> ENTRIES PROVIDED:
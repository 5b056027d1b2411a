use std::path::{Path, PathBuf};
use std::sync::Arc;

use bytes::Bytes;
use futures_util::TryStreamExt;
use http_body_util::{BodyExt, StreamBody};
use hyper::body::Frame;
use tokio::fs::File;
use tokio::io::AsyncReadExt;
use tracing::{debug, warn};

use crate::error::BoxError;
use crate::middleware::{Middleware, Next};
use crate::request::{Request, TransportBody};
use crate::response::{ContentType, Response};

const CHUNK_SIZE: usize = 16 * 1024;

/// Serves regular files under `root` for `GET` and `HEAD`.
///
/// A hit streams the file with a content type picked from its extension and
/// ends the pipeline. Misses (no file, a directory, a path escaping `root`,
/// other methods) continue to the next middleware.
pub fn serve_dir(root: PathBuf) -> impl Middleware {
    let root: Arc<Path> = Arc::from(root);
    move |req: Request, next: Next| {
        let root = Arc::clone(&root);
        async move {
            let target = if req.method().is_read_only() {
                resolve(&root, req.path())
            } else {
                None
            };
            if let Some(path) = target {
                if let Some(res) = open(&path).await {
                    return res;
                }
            }
            next.run(req).await
        }
    }
}

/// Maps a request path onto `root`. Rejects `..` and backslashes outright
/// instead of normalizing them.
fn resolve(root: &Path, request_path: &str) -> Option<PathBuf> {
    let mut path = root.to_path_buf();
    for segment in request_path.split('/') {
        match segment {
            "" | "." => {}
            ".." => return None,
            s if s.contains('\\') => return None,
            s => path.push(s),
        }
    }
    Some(path)
}

async fn open(path: &Path) -> Option<Response> {
    let meta = tokio::fs::metadata(path).await.ok()?;
    if !meta.is_file() {
        return None;
    }
    let file = match File::open(path).await {
        Ok(f) => f,
        Err(e) => {
            warn!(path = %path.display(), "static file unreadable: {e}");
            return None;
        }
    };
    let content_type = path
        .extension()
        .and_then(|e| e.to_str())
        .map(ContentType::from_extension)
        .unwrap_or(ContentType::OctetStream);
    debug!(path = %path.display(), content_type = content_type.as_str(), "serving static file");

    let mut res = Response::stream(content_type, file_body(file));
    res.set_header("content-length", &meta.len().to_string());
    Some(res)
}

fn file_body(file: File) -> TransportBody {
    let chunks = futures_util::stream::try_unfold(file, read_chunk);
    StreamBody::new(chunks.map_err(|e| -> BoxError { Box::new(e) })).boxed_unsync()
}

async fn read_chunk(mut file: File) -> std::io::Result<Option<(Frame<Bytes>, File)>> {
    let mut buf = vec![0u8; CHUNK_SIZE];
    let n = file.read(&mut buf).await?;
    if n == 0 {
        return Ok(None);
    }
    buf.truncate(n);
    Ok(Some((Frame::data(Bytes::from(buf)), file)))
}
//! HTTP method as a typed enum.
//!
//! Covers the RFC 9110 methods. Anything else arrives as
//! [`Method::Extension`], which never matches a route, so such
//! requests run the middleware and end on the not-found path.

use std::fmt;
use std::str::FromStr;

use crate::error::Error;

/// A known HTTP method.
#[derive(Clone, Copy, Debug, Eq, Hash, PartialEq)]
pub enum Method {
    Connect,
    Delete,
    Get,
    Head,
    Options,
    Patch,
    Post,
    Put,
    Trace,
    /// Any method outside the list above (`PROPFIND`, `PURGE`, ...).
    Extension,
}

impl Method {
    /// Returns the uppercase wire representation (e.g. `"GET"`).
    /// [`Extension`](Self::Extension) reads as `"EXTENSION"`.
    pub fn as_str(self) -> &'static str {
        match self {
            Self::Connect   => "CONNECT",
            Self::Delete    => "DELETE",
            Self::Get       => "GET",
            Self::Head      => "HEAD",
            Self::Options   => "OPTIONS",
            Self::Patch     => "PATCH",
            Self::Post      => "POST",
            Self::Put       => "PUT",
            Self::Trace     => "TRACE",
            Self::Extension => "EXTENSION",
        }
    }

    /// Write methods: the router reads and parses the body before the handler runs.
    pub fn carries_body(self) -> bool {
        matches!(self, Self::Post | Self::Put | Self::Patch)
    }

    /// Safe methods, eligible for static-file serving.
    pub fn is_read_only(self) -> bool {
        matches!(self, Self::Get | Self::Head)
    }
}

/// Parses an uppercase method string (e.g. `"GET"`). Case-sensitive per RFC 9110 §9.1.
/// Only the named methods parse; `Extension` is never produced here.
impl FromStr for Method {
    type Err = Error;

    fn from_str(s: &str) -> Result<Self, Self::Err> {
        match s {
            "CONNECT" => Ok(Self::Connect),
            "DELETE"  => Ok(Self::Delete),
            "GET"     => Ok(Self::Get),
            "HEAD"    => Ok(Self::Head),
            "OPTIONS" => Ok(Self::Options),
            "PATCH"   => Ok(Self::Patch),
            "POST"    => Ok(Self::Post),
            "PUT"     => Ok(Self::Put),
            "TRACE"   => Ok(Self::Trace),
            other     => Err(Error::UnsupportedMethod(other.to_owned())),
        }
    }
}

impl TryFrom<&http::Method> for Method {
    type Error = Error;

    fn try_from(m: &http::Method) -> Result<Self, Self::Error> {
        m.as_str().parse()
    }
}

impl TryFrom<Method> for http::Method {
    type Error = Error;

    fn try_from(m: Method) -> Result<Self, Self::Error> {
        Ok(match m {
            Method::Connect   => http::Method::CONNECT,
            Method::Delete    => http::Method::DELETE,
            Method::Get       => http::Method::GET,
            Method::Head      => http::Method::HEAD,
            Method::Options   => http::Method::OPTIONS,
            Method::Patch     => http::Method::PATCH,
            Method::Post      => http::Method::POST,
            Method::Put       => http::Method::PUT,
            Method::Trace     => http::Method::TRACE,
            Method::Extension => return Err(Error::UnsupportedMethod(m.to_string())),
        })
    }
}

impl fmt::Display for Method {
    fn fmt(&self, f: &mut fmt::Formatter<'_>) -> fmt::Result {
        f.write_str(self.as_str())
    }
}
//! File-based configuration.
//!
//! Everything here has a programmatic equivalent; the file form exists so a
//! deployment can tune the bind address and client retry policy without a
//! rebuild.
//!
//! ```toml
//! [server]
//! addr = "0.0.0.0:8080"
//! static_dir = "./public"
//!
//! [client]
//! timeout_ms = 5000
//!
//! [client.retry]
//! max_attempts = 5
//! delay_ms = 200
//! backoff = 1.5
//! ```

use std::path::{Path, PathBuf};
use std::time::Duration;

use serde::Deserialize;

use crate::error::Error;
use crate::xio::{RequestOptions, RetryOverrides, RetryPolicy};

#[derive(Clone, Debug, Default, Deserialize, PartialEq)]
#[serde(default)]
pub struct Config {
    pub server: ServerConfig,
    pub client: ClientConfig,
}

#[derive(Clone, Debug, Deserialize, PartialEq)]
#[serde(default)]
pub struct ServerConfig {
    pub addr: String,
    pub static_dir: Option<PathBuf>,
}

impl Default for ServerConfig {
    fn default() -> Self {
        Self { addr: "0.0.0.0:3000".to_owned(), static_dir: None }
    }
}

/// Client defaults. Absent fields fall back to the built-in Xio defaults.
#[derive(Clone, Debug, Default, Deserialize, PartialEq)]
#[serde(default)]
pub struct ClientConfig {
    pub timeout_ms: Option<u64>,
    pub retry: RetryConfig,
}

#[derive(Clone, Debug, Default, Deserialize, PartialEq)]
#[serde(default)]
pub struct RetryConfig {
    pub max_attempts: Option<u32>,
    pub delay_ms: Option<u64>,
    pub backoff: Option<f64>,
}

impl Config {
    pub fn load(path: impl AsRef<Path>) -> Result<Self, Error> {
        let text = std::fs::read_to_string(path)?;
        Self::from_toml(&text)
    }

    pub fn from_toml(text: &str) -> Result<Self, Error> {
        Ok(toml::from_str(text)?)
    }

    /// The configured retry policy, merged over the defaults.
    pub fn retry_policy(&self) -> RetryPolicy {
        RetryPolicy::default().merge(&self.retry_overrides())
    }

    /// Request options carrying the configured timeout and retry overrides.
    pub fn client_options(&self) -> RequestOptions {
        RequestOptions {
            timeout: self.client.timeout_ms.map(Duration::from_millis),
            retry: self.retry_overrides(),
            ..RequestOptions::default()
        }
    }

    fn retry_overrides(&self) -> RetryOverrides {
        let retry = &self.client.retry;
        RetryOverrides {
            max_attempts: retry.max_attempts,
            delay: retry.delay_ms.map(Duration::from_millis),
            backoff: retry.backoff,
        }
    }
}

> TASK GOAL: Return all lines in the entries above that carry the word "ClientConfig".

> OUTPUT OF THE TASK:
    pub client: ClientConfig,
pub struct ClientConfig {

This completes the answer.